Your genes are made of DNA. This DNA provides instructions, which determines traits like your hair color and blood type.

There are different versions of genes. Each version is called an allele. For every gene, you inherit two alleles: one from your biological father and one from your biological mother. Together, these alleles are called a genotype.

If the two versions are different, you have a heterozygous genotype for that gene. For example, being heterozygous for hair color could mean you have one allele for red hair and one allele for brown hair.

The relationship between the two alleles affects which traits are expressed. It also determines what characteristics you’re a carrier for.

Let’s explore what it means to be heterozygous and the role it plays in your genetic makeup.

A homozygous genotype is the opposite of a heterozygous genotype.

If you’re homozygous for a particular gene, you inherited two of the same alleles. It means your biological parents contributed identical variants.

In this scenario, you may have two normal alleles or two mutated alleles. Mutated alleles can result in a disease and will be discussed later. This also affects which characteristics appear.

In a heterozygous genotype, the two different alleles interact with each other. This determines how their traits are expressed.

Commonly, this interaction is based on dominance. The allele that’s expressed more strongly is called “dominant,” while the other is called “recessive.” This recessive allele is masked by the dominant one.

Depending on how the dominant and recessive genes interact, a heterozygous genotype might involve:

Complete dominance

In complete dominance, the dominant allele completely covers up the recessive one. The recessive allele isn’t expressed at all.

One example is eye color, which is controlled by several genes. The allele for brown eyes is dominant to the one for blue eyes. If you have one of each, you’ll have brown eyes.

However, you still have the recessive allele for blue eyes. If you reproduce with someone who has the same allele, it’s possible that your child will have blue eyes.

Incomplete dominance

Incomplete dominance occurs when the dominant allele doesn’t overrule the recessive one. Instead, they blend together, which creates a third trait.

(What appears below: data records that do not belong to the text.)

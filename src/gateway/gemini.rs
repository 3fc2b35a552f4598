use async_trait::async_trait;
use futures_util::StreamExt;
use reqwest::Client;
use serde::{Deserialize, Serialize};
use tracing::{debug, warn};

use super::{ChunkSink, GatewayError, InferenceGateway};
use crate::model::ModelOption;
use crate::state::{ChatMessage, ChatRole};

pub const DEFAULT_BASE_URL: &str = "https://generativelanguage.googleapis.com";

#[derive(Debug, Serialize, PartialEq)]
struct GeminiPart {
    text: String,
}

#[derive(Debug, Serialize, PartialEq)]
struct GeminiContent {
    #[serde(skip_serializing_if = "Option::is_none")]
    role: Option<&'static str>,
    parts: Vec<GeminiPart>,
}

#[derive(Debug, Serialize, PartialEq)]
#[serde(rename_all = "camelCase")]
struct GeminiRequest {
    contents: Vec<GeminiContent>,
    #[serde(skip_serializing_if = "Option::is_none")]
    system_instruction: Option<GeminiContent>,
}

#[derive(Deserialize)]
struct GeminiResponsePart {
    #[serde(default)]
    text: Option<String>,
}

#[derive(Deserialize)]
struct GeminiResponseContent {
    #[serde(default)]
    parts: Vec<GeminiResponsePart>,
}

#[derive(Deserialize)]
struct GeminiCandidate {
    #[serde(default)]
    content: Option<GeminiResponseContent>,
}

#[derive(Deserialize)]
#[serde(rename_all = "camelCase")]
struct GeminiPromptFeedback {
    #[serde(default)]
    block_reason: Option<String>,
}

#[derive(Deserialize)]
struct GeminiErrorBody {
    message: String,
}

#[derive(Deserialize)]
#[serde(rename_all = "camelCase")]
struct GeminiStreamPayload {
    #[serde(default)]
    candidates: Vec<GeminiCandidate>,
    #[serde(default)]
    prompt_feedback: Option<GeminiPromptFeedback>,
    #[serde(default)]
    error: Option<GeminiErrorBody>,
}

#[derive(Deserialize)]
struct GeminiErrorEnvelope {
    error: GeminiErrorBody,
}

/// Gateway over the Gemini `streamGenerateContent` SSE endpoint.
#[derive(Clone)]
pub struct GeminiGateway {
    client: Client,
    base_url: String,
    api_key: Option<String>,
    system_prompt: Option<String>,
}

impl GeminiGateway {
    pub fn new(base_url: &str, api_key: Option<String>) -> Self {
        Self {
            client: Client::new(),
            base_url: base_url.trim_end_matches('/').to_string(),
            api_key,
            system_prompt: None,
        }
    }

    pub fn with_system_prompt(mut self, prompt: Option<String>) -> Self {
        self.system_prompt = prompt.filter(|p| !p.trim().is_empty());
        self
    }

    fn stream_url(&self, model: ModelOption) -> String {
        format!(
            "{}/v1beta/models/{}:streamGenerateContent?alt=sse",
            self.base_url,
            model.id()
        )
    }
}

#[async_trait]
impl InferenceGateway for GeminiGateway {
    async fn send(
        &self,
        transcript: &[ChatMessage],
        model: ModelOption,
        chunks: &ChunkSink,
    ) -> Result<String, GatewayError> {
        let api_key = self.api_key.as_deref().ok_or(GatewayError::MissingApiKey)?;
        let request = build_request(transcript, self.system_prompt.as_deref());

        debug!(model = %model, messages = request.contents.len(), "sending gemini request");

        let response = self
            .client
            .post(self.stream_url(model))
            .header("x-goog-api-key", api_key)
            .json(&request)
            .send()
            .await?;

        if !response.status().is_success() {
            let status = response.status().as_u16();
            let text = response.text().await.unwrap_or_default();
            warn!(status, "gemini request rejected");
            return Err(GatewayError::Status {
                status,
                body: error_message_from_body(&text),
            });
        }

        let mut stream = response.bytes_stream();
        let mut buffer: Vec<u8> = Vec::new();
        let mut reply = String::new();

        while let Some(bytes) = stream.next().await {
            buffer.extend_from_slice(&bytes?);
            while let Some(pos) = buffer.iter().position(|&b| b == b'\n') {
                let line: Vec<u8> = buffer.drain(..=pos).collect();
                let line = String::from_utf8_lossy(&line);
                if let Some(text) = parse_sse_line(&line)? {
                    chunks.push(text.clone());
                    reply.push_str(&text);
                }
            }
        }

        // Trailing event without a final newline
        if !buffer.is_empty() {
            let line = String::from_utf8_lossy(&buffer);
            if let Some(text) = parse_sse_line(&line)? {
                chunks.push(text.clone());
                reply.push_str(&text);
            }
        }

        Ok(reply)
    }
}

fn build_request(transcript: &[ChatMessage], system_prompt: Option<&str>) -> GeminiRequest {
    let contents = transcript
        .iter()
        .filter(|msg| !msg.content.trim().is_empty())
        .map(|msg| GeminiContent {
            role: Some(match msg.role {
                ChatRole::User => "user",
                ChatRole::Assistant => "model",
            }),
            parts: vec![GeminiPart {
                text: msg.content.clone(),
            }],
        })
        .collect();

    GeminiRequest {
        contents,
        system_instruction: system_prompt.map(|prompt| GeminiContent {
            role: None,
            parts: vec![GeminiPart {
                text: prompt.to_string(),
            }],
        }),
    }
}

/// Parse one SSE line. Returns the text carried by a `data:` event, `None`
/// for comments, blank lines and other fields.
fn parse_sse_line(line: &str) -> Result<Option<String>, GatewayError> {
    let line = line.trim_end_matches(['\r', '\n']);
    let Some(data) = line.strip_prefix("data:") else {
        return Ok(None);
    };
    let data = data.trim_start();
    if data.is_empty() || data == "[DONE]" {
        return Ok(None);
    }

    let payload: GeminiStreamPayload =
        serde_json::from_str(data).map_err(|e| GatewayError::Decode(e.to_string()))?;

    if let Some(error) = payload.error {
        return Err(GatewayError::Backend(error.message));
    }

    if payload.candidates.is_empty() {
        if let Some(reason) = payload.prompt_feedback.and_then(|f| f.block_reason) {
            return Err(GatewayError::Backend(format!("Prompt blocked by Gemini: {}", reason)));
        }
    }

    let text: String = payload
        .candidates
        .first()
        .and_then(|c| c.content.as_ref())
        .map(|content| {
            content
                .parts
                .iter()
                .filter_map(|p| p.text.as_deref())
                .collect()
        })
        .unwrap_or_default();

    Ok(if text.is_empty() { None } else { Some(text) })
}

fn error_message_from_body(body: &str) -> String {
    serde_json::from_str::<GeminiErrorEnvelope>(body)
        .map(|envelope| envelope.error.message)
        .unwrap_or_else(|_| body.trim().to_string())
}

#[cfg(test)]
mod tests {
    use super::*;
    use tokio::sync::mpsc;

    #[test]
    fn test_parse_sse_text_chunk() {
        let line = r#"data: {"candidates":[{"content":{"parts":[{"text":"Hello "},{"text":"BIT"}],"role":"model"}}]}"#;
        assert_eq!(parse_sse_line(line).unwrap(), Some("Hello BIT".to_string()));
    }

    #[test]
    fn test_parse_sse_ignores_non_data_lines() {
        assert_eq!(parse_sse_line("").unwrap(), None);
        assert_eq!(parse_sse_line(": keep-alive").unwrap(), None);
        assert_eq!(parse_sse_line("event: message\r\n").unwrap(), None);
    }

    #[test]
    fn test_parse_sse_candidate_without_text() {
        let line = r#"data: {"candidates":[{"finishReason":"STOP"}]}"#;
        assert_eq!(parse_sse_line(line).unwrap(), None);
    }

    #[test]
    fn test_parse_sse_backend_error() {
        let line = r#"data: {"error":{"code":429,"message":"Resource has been exhausted"}}"#;
        assert_eq!(
            parse_sse_line(line).unwrap_err(),
            GatewayError::Backend("Resource has been exhausted".to_string())
        );
    }

    #[test]
    fn test_parse_sse_blocked_prompt() {
        let line = r#"data: {"promptFeedback":{"blockReason":"SAFETY"}}"#;
        let err = parse_sse_line(line).unwrap_err();
        assert!(err.to_string().contains("SAFETY"));
    }

    #[test]
    fn test_parse_sse_malformed_json() {
        assert!(matches!(
            parse_sse_line("data: {not json"),
            Err(GatewayError::Decode(_))
        ));
    }

    #[test]
    fn test_build_request_maps_roles_and_skips_empty() {
        let transcript = vec![
            ChatMessage::user("What is BIT?"),
            ChatMessage::assistant(""),
            ChatMessage::assistant("A college in Sathyamangalam."),
            ChatMessage::user("Where?"),
        ];
        let request = build_request(&transcript, Some("You are BIT BOT."));

        let roles: Vec<_> = request.contents.iter().map(|c| c.role).collect();
        assert_eq!(roles, vec![Some("user"), Some("model"), Some("user")]);

        let json = serde_json::to_value(&request).unwrap();
        assert_eq!(json["systemInstruction"]["parts"][0]["text"], "You are BIT BOT.");
        assert!(json["systemInstruction"].get("role").is_none());
    }

    #[test]
    fn test_build_request_without_system_prompt() {
        let request = build_request(&[ChatMessage::user("hi")], None);
        let json = serde_json::to_value(&request).unwrap();
        assert!(json.get("systemInstruction").is_none());
    }

    #[test]
    fn test_error_message_from_body() {
        let body = r#"{"error":{"code":400,"message":"API key not valid","status":"INVALID_ARGUMENT"}}"#;
        assert_eq!(error_message_from_body(body), "API key not valid");
        assert_eq!(error_message_from_body(" upstream down \n"), "upstream down");
    }

    #[test]
    fn test_stream_url() {
        let gateway = GeminiGateway::new("http://localhost:8080/", None);
        assert_eq!(
            gateway.stream_url(ModelOption::Gemini10Pro),
            "http://localhost:8080/v1beta/models/gemini-1.0-pro:streamGenerateContent?alt=sse"
        );

        // The key travels in a header, never the URL
        let keyed = GeminiGateway::new(DEFAULT_BASE_URL, Some("secret".to_string()));
        assert!(!keyed.stream_url(ModelOption::Gemini15Flash).contains("secret"));
    }

    #[tokio::test]
    async fn test_send_without_key_fails_fast() {
        let gateway = GeminiGateway::new(DEFAULT_BASE_URL, None);
        let (tx, _rx) = mpsc::unbounded_channel();
        let result = gateway
            .send(&[ChatMessage::user("hi")], ModelOption::default(), &ChunkSink::new(1, tx))
            .await;
        assert_eq!(result, Err(GatewayError::MissingApiKey));
    }
}
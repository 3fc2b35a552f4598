use ratatui::layout::Rect;
use ratatui::widgets::ListState;
use tracing::warn;

use crate::controller::ConversationController;
use crate::gateway::GatewayEvent;
use crate::links::{self, SITE_LINKS};
use crate::model::ModelOption;
use crate::tips::TipRotator;

#[derive(Debug, Clone, Copy, PartialEq, Eq)]
pub enum InputMode {
    Normal,
    Editing,
}

#[derive(Debug, Clone, Copy, PartialEq, Eq)]
pub enum FocusPane {
    Chat,
    Input,
    Sidebar,
}

pub struct App {
    // Core state
    pub should_quit: bool,
    pub input_mode: InputMode,
    pub focus: FocusPane,
    pub controller: ConversationController,

    // Draft editing (cursor counted in chars)
    pub cursor: usize,

    // Chat view state
    pub chat_scroll: u16,
    pub chat_height: u16, // Inner height of chat area for scroll calculations
    pub chat_width: u16,  // Inner width of chat area for wrap calculations
    pub chat_lines: usize, // Wrapped line total from the last render
    pub stick_to_bottom: bool, // Pin the view to the newest line on next render

    // Animation state
    pub animation_frame: u8, // 0-2 for the typing indicator
    pub tips: TipRotator,

    // Sidebar
    pub link_state: ListState,

    // Model picker state
    pub show_model_picker: bool,
    pub model_picker_state: ListState,

    // Panel areas for mouse hit-testing (updated during render)
    pub chat_area: Option<Rect>,
    pub sidebar_area: Option<Rect>,
}

impl App {
    pub fn new(controller: ConversationController) -> Self {
        let mut link_state = ListState::default();
        link_state.select(Some(0));

        Self {
            should_quit: false,
            input_mode: InputMode::Editing,
            focus: FocusPane::Input,
            controller,

            cursor: 0,

            chat_scroll: 0,
            chat_height: 0,
            chat_width: 0,
            chat_lines: 0,
            stick_to_bottom: true,

            animation_frame: 0,
            tips: TipRotator::default(),

            link_state,

            show_model_picker: false,
            model_picker_state: ListState::default(),

            chat_area: None,
            sidebar_area: None,
        }
    }

    /// Tick animation frame (called by Tick event)
    pub fn tick_animation(&mut self) {
        if self.controller.is_loading() {
            self.animation_frame = (self.animation_frame + 1) % 3;
        }
    }

    pub fn rotate_tip(&mut self) {
        self.tips.rotate();
    }

    pub fn on_gateway_event(&mut self, event: GatewayEvent) {
        self.controller.apply_gateway_event(event);
        self.follow_latest();
    }

    /// Scroll to the newest content if the controller asked for it.
    pub fn follow_latest(&mut self) {
        if self.controller.take_scroll_request() {
            self.scroll_chat_to_bottom();
        }
    }

    pub fn submit_draft(&mut self) {
        let text = self.controller.draft().to_string();
        if self.controller.submit(&text).is_ok() {
            self.cursor = 0;
            self.follow_latest();
        }
    }

    // Draft editing, UTF-8 safe

    pub fn insert_char(&mut self, c: char) {
        let mut draft = self.controller.draft().to_string();
        draft.insert(char_to_byte_index(&draft, self.cursor), c);
        self.controller.change_draft(draft);
        self.cursor += 1;
    }

    pub fn delete_before_cursor(&mut self) {
        if self.cursor > 0 {
            self.cursor -= 1;
            self.remove_at_cursor();
        }
    }

    pub fn delete_at_cursor(&mut self) {
        if self.cursor < self.draft_len() {
            self.remove_at_cursor();
        }
    }

    fn remove_at_cursor(&mut self) {
        let mut draft = self.controller.draft().to_string();
        draft.remove(char_to_byte_index(&draft, self.cursor));
        self.controller.change_draft(draft);
    }

    pub fn cursor_left(&mut self) {
        self.cursor = self.cursor.saturating_sub(1);
    }

    pub fn cursor_right(&mut self) {
        self.cursor = (self.cursor + 1).min(self.draft_len());
    }

    pub fn cursor_home(&mut self) {
        self.cursor = 0;
    }

    pub fn cursor_end(&mut self) {
        self.cursor = self.draft_len();
    }

    fn draft_len(&self) -> usize {
        self.controller.draft().chars().count()
    }

    // Focus

    pub fn cycle_focus(&mut self) {
        self.focus = match self.focus {
            FocusPane::Chat => FocusPane::Input,
            FocusPane::Input if self.controller.sidebar_visible() => FocusPane::Sidebar,
            FocusPane::Input | FocusPane::Sidebar => FocusPane::Chat,
        };
    }

    pub fn toggle_sidebar(&mut self) {
        self.controller.toggle_sidebar();
        if !self.controller.sidebar_visible() && self.focus == FocusPane::Sidebar {
            self.focus = FocusPane::Chat;
        }
    }

    // Chat scrolling

    pub fn scroll_down(&mut self, lines: u16) {
        self.stick_to_bottom = false;
        self.chat_scroll = self.chat_scroll.saturating_add(lines).min(self.max_scroll());
    }

    pub fn scroll_up(&mut self, lines: u16) {
        self.stick_to_bottom = false;
        self.chat_scroll = self.chat_scroll.saturating_sub(lines);
    }

    pub fn scroll_chat_to_top(&mut self) {
        self.stick_to_bottom = false;
        self.chat_scroll = 0;
    }

    /// The exact offset is resolved by the next render, once the new content
    /// has been wrapped.
    pub fn scroll_chat_to_bottom(&mut self) {
        self.stick_to_bottom = true;
        self.chat_scroll = self.max_scroll();
    }

    /// Record the rendered height of the chat and settle the scroll offset.
    pub fn set_chat_lines(&mut self, lines: usize) {
        self.chat_lines = lines;
        if self.stick_to_bottom {
            self.chat_scroll = self.max_scroll();
            self.stick_to_bottom = false;
        } else {
            self.chat_scroll = self.chat_scroll.min(self.max_scroll());
        }
    }

    fn max_scroll(&self) -> u16 {
        let hidden = self.chat_lines.saturating_sub(self.chat_height as usize);
        hidden.min(u16::MAX as usize) as u16
    }

    // Sidebar links

    pub fn link_nav_down(&mut self) {
        let i = self.link_state.selected().unwrap_or(0);
        self.link_state.select(Some((i + 1).min(SITE_LINKS.len() - 1)));
    }

    pub fn link_nav_up(&mut self) {
        let i = self.link_state.selected().unwrap_or(0);
        self.link_state.select(Some(i.saturating_sub(1)));
    }

    pub fn open_selected_link(&self) {
        if let Some(link) = self.link_state.selected().and_then(|i| SITE_LINKS.get(i)) {
            if let Err(e) = links::open_in_browser(link.url) {
                warn!(url = link.url, error = %e, "could not open link");
            }
        }
    }

    // Model picker

    pub fn open_model_picker(&mut self) {
        let current = ModelOption::all()
            .iter()
            .position(|m| *m == self.controller.selected_model())
            .unwrap_or(0);
        self.model_picker_state.select(Some(current));
        self.show_model_picker = true;
    }

    pub fn model_picker_nav_down(&mut self) {
        let len = ModelOption::all().len();
        let i = self.model_picker_state.selected().unwrap_or(0);
        self.model_picker_state.select(Some((i + 1).min(len - 1)));
    }

    pub fn model_picker_nav_up(&mut self) {
        let i = self.model_picker_state.selected().unwrap_or(0);
        self.model_picker_state.select(Some(i.saturating_sub(1)));
    }

    pub fn confirm_model(&mut self) {
        if let Some(model) = self.model_picker_state.selected().and_then(|i| ModelOption::all().get(i).copied()) {
            self.controller.select_model(model);
        }
        self.show_model_picker = false;
    }
}

/// Convert a character index to a byte index for UTF-8 safe string operations
fn char_to_byte_index(s: &str, char_idx: usize) -> usize {
    s.char_indices()
        .nth(char_idx)
        .map(|(i, _)| i)
        .unwrap_or(s.len())
}

#[cfg(test)]
pub(crate) mod tests {
    use super::*;
    use crate::gateway::{ChunkSink, GatewayError, InferenceGateway};
    use crate::state::ChatMessage;
    use async_trait::async_trait;
    use std::sync::Arc;

    pub(crate) struct EchoGateway;

    #[async_trait]
    impl InferenceGateway for EchoGateway {
        async fn send(
            &self,
            transcript: &[ChatMessage],
            _model: ModelOption,
            _chunks: &ChunkSink,
        ) -> Result<String, GatewayError> {
            let last = transcript.last().map(|m| m.content.clone()).unwrap_or_default();
            Ok(format!("echo: {}", last))
        }
    }

    pub(crate) fn test_app() -> App {
        App::new(ConversationController::new(Arc::new(EchoGateway)))
    }

    #[test]
    fn test_char_to_byte_index() {
        assert_eq!(char_to_byte_index("héllo", 2), 3);
        assert_eq!(char_to_byte_index("abc", 10), 3);
    }

    #[test]
    fn test_draft_editing_with_multibyte_chars() {
        let mut app = test_app();
        for c in "héllo".chars() {
            app.insert_char(c);
        }
        app.cursor_home();
        app.cursor_right();
        app.delete_at_cursor();
        assert_eq!(app.controller.draft(), "hllo");

        app.cursor_end();
        app.delete_before_cursor();
        assert_eq!(app.controller.draft(), "hll");
        assert_eq!(app.cursor, 3);

        app.cursor_right();
        assert_eq!(app.cursor, 3);
    }

    #[tokio::test]
    async fn test_submit_draft_resets_cursor_and_echoes() {
        let mut app = test_app();
        for c in "What is BIT?".chars() {
            app.insert_char(c);
        }
        app.submit_draft();
        assert_eq!(app.cursor, 0);
        assert_eq!(app.controller.draft(), "");
        assert!(app.controller.is_loading());

        while app.controller.is_loading() {
            let event = app.controller.next_gateway_event().await.unwrap();
            app.on_gateway_event(event);
        }
        let messages = app.controller.messages();
        assert_eq!(messages[1].content, "echo: What is BIT?");
    }

    #[tokio::test]
    async fn test_blank_draft_is_kept() {
        let mut app = test_app();
        app.insert_char(' ');
        app.submit_draft();
        assert_eq!(app.cursor, 1);
        assert!(app.controller.messages().is_empty());
    }

    #[test]
    fn test_focus_cycle_skips_hidden_sidebar() {
        let mut app = test_app();
        assert_eq!(app.focus, FocusPane::Input);
        app.cycle_focus();
        assert_eq!(app.focus, FocusPane::Sidebar);

        app.toggle_sidebar();
        assert_eq!(app.focus, FocusPane::Chat);
        app.cycle_focus();
        app.cycle_focus();
        assert_eq!(app.focus, FocusPane::Chat);
    }

    #[test]
    fn test_link_navigation_is_clamped() {
        let mut app = test_app();
        app.link_nav_up();
        assert_eq!(app.link_state.selected(), Some(0));
        for _ in 0..10 {
            app.link_nav_down();
        }
        assert_eq!(app.link_state.selected(), Some(SITE_LINKS.len() - 1));
    }

    #[test]
    fn test_model_picker_selects_model() {
        let mut app = test_app();
        app.open_model_picker();
        assert_eq!(app.model_picker_state.selected(), Some(2));
        app.model_picker_nav_down();
        app.model_picker_nav_down();
        app.confirm_model();
        assert!(!app.show_model_picker);
        assert_eq!(app.controller.selected_model(), ModelOption::Gemini10Pro);
    }

    #[test]
    fn test_tip_rotation_and_animation() {
        let mut app = test_app();
        app.rotate_tip();
        assert_eq!(app.tips.index(), 1);
        // Animation only runs while loading
        app.tick_animation();
        assert_eq!(app.animation_frame, 0);
    }
}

This type of dominance is often seen in hair texture. If you have one allele for curly hair and one for straight hair, you’ll have wavy hair. The waviness is a combination of curly and straight hair.


Codominance happens when the two alleles are represented at the same time. They don’t blend together, though. Both traits are equally expressed.

An example of codominance is the AB blood type. In this case, you have one allele for type A blood and one for type B. Instead of blending and creating a third type, both alleles make both types of blood. This results in type AB blood.

A mutated allele can cause genetic conditions. That’s because the mutation alters how DNA is expressed.

Depending on the condition, the mutated allele might be dominant or recessive. If it’s dominant, it means only one mutated copy is needed to result in disease. This is called a “dominant disease” or “dominant disorder.”

If you’re heterozygous for a dominant disorder, you have a higher risk of developing it. On the other hand, if you’re heterozygous for a recessive mutation, you won’t get it. The normal allele takes over and you’re simply a carrier. This means your children may get it.

Examples of dominant diseases include:

Huntington’s disease

The HTT gene produces huntingtin, a protein that’s related to nerve cells in the brain. A mutation in this gene causes Huntington’s disease, a neurodegenerative disorder.

Since the mutated gene is dominant, a person with just one copy will develop Huntington’s disease. This progressive brain condition, which commonly shows up in adulthood, may cause:

  • involuntary movements
  • emotional issues
  • poor cognition
  • trouble walking, speaking, or swallowing

Marfan’s syndrome

Marfan’s syndrome involves the connective tissue, which provides strength and form to the body’s structures. The genetic disorder may cause symptoms like:

  • abnormal curved spine, or scoliosis
  • overgrowth of certain arm and leg bones
  • nearsightedness
  • problems with the aorta, which is the artery that brings blood from your heart to the rest of your body

Marfan’s syndrome is associated with a mutation of the FBN1 gene. Again, only one mutated variant is required to cause the condition.

Familial hypercholesterolemia

Familial hypercholesterolemia (FH) occurs in heterozygous genotypes with a mutated copy of the APOB, LDLR, or PCSK9 gene. It’s quite common, affecting 1 in 200 to 250 people.

FH causes extremely high LDL cholesterol levels, which increases the risk of coronary artery disease at an early age.

When you’re heterozygous for a specific gene, it means you have two different versions of that gene. The dominant form can completely mask the recessive one, or they can blend together. In some cases, both versions appear at the same time.

The two different genes can interact in various ways. Their relationship is what controls your physical features, blood type, and all the traits that make you who you are.